Stored data entries

■ ■ ■

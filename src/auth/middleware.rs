//! Authentication middleware: session resolution and route guards.

use axum::{
    extract::{Request, State},
    http::{HeaderValue, header},
    middleware::Next,
    response::{IntoResponse, Redirect, Response},
};

use super::cookie::SESSION_COOKIE_NAME;
use super::errors::AuthRejection;
use super::resolver::resolve_session;
use super::state::HasAuthBackend;
use super::types::AuthContext;

/// Resolve the caller, attach an [`AuthContext`] to the request and forward
/// any renewed session cookie on the response. Never rejects.
pub async fn authenticate<S>(State(state): State<S>, mut request: Request, next: Next) -> Response
where
    S: HasAuthBackend + Clone + Send + Sync + 'static,
{
    let resolution = resolve_session(request.headers(), &state).await;
    request
        .extensions_mut()
        .insert(AuthContext(resolution.identity));

    let mut response = next.run(request).await;

    // A handler that sets the session cookie itself (logout) has the last word
    if let Some(cookie) = resolution
        .renewed_cookie
        .filter(|_| !sets_session_cookie(&response))
    {
        match HeaderValue::from_str(&cookie) {
            Ok(value) => {
                response.headers_mut().append(header::SET_COOKIE, value);
            }
            Err(e) => tracing::error!(error = %e, "Renewed session cookie is not a valid header"),
        }
    }

    response
}

fn sets_session_cookie(response: &Response) -> bool {
    let prefix = format!("{}=", SESSION_COOKIE_NAME);
    response
        .headers()
        .get_all(header::SET_COOKIE)
        .iter()
        .filter_map(|value| value.to_str().ok())
        .any(|value| value.starts_with(&prefix))
}

fn is_authenticated(request: &Request) -> bool {
    request
        .extensions()
        .get::<AuthContext>()
        .is_some_and(AuthContext::is_authenticated)
}

/// Guard for routes that need a logged-in user: 401 otherwise.
pub async fn require_auth(request: Request, next: Next) -> Response {
    if !is_authenticated(&request) {
        return AuthRejection::Unauthorized.into_response();
    }
    next.run(request).await
}

/// Guard for routes only anonymous users may use: logged-in users are sent home.
pub async fn require_no_auth(request: Request, next: Next) -> Response {
    if is_authenticated(&request) {
        return Redirect::to("/").into_response();
    }
    next.run(request).await
}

■ ■ ■

Return the total number of lines in the records that contain "await", without any explanation.

4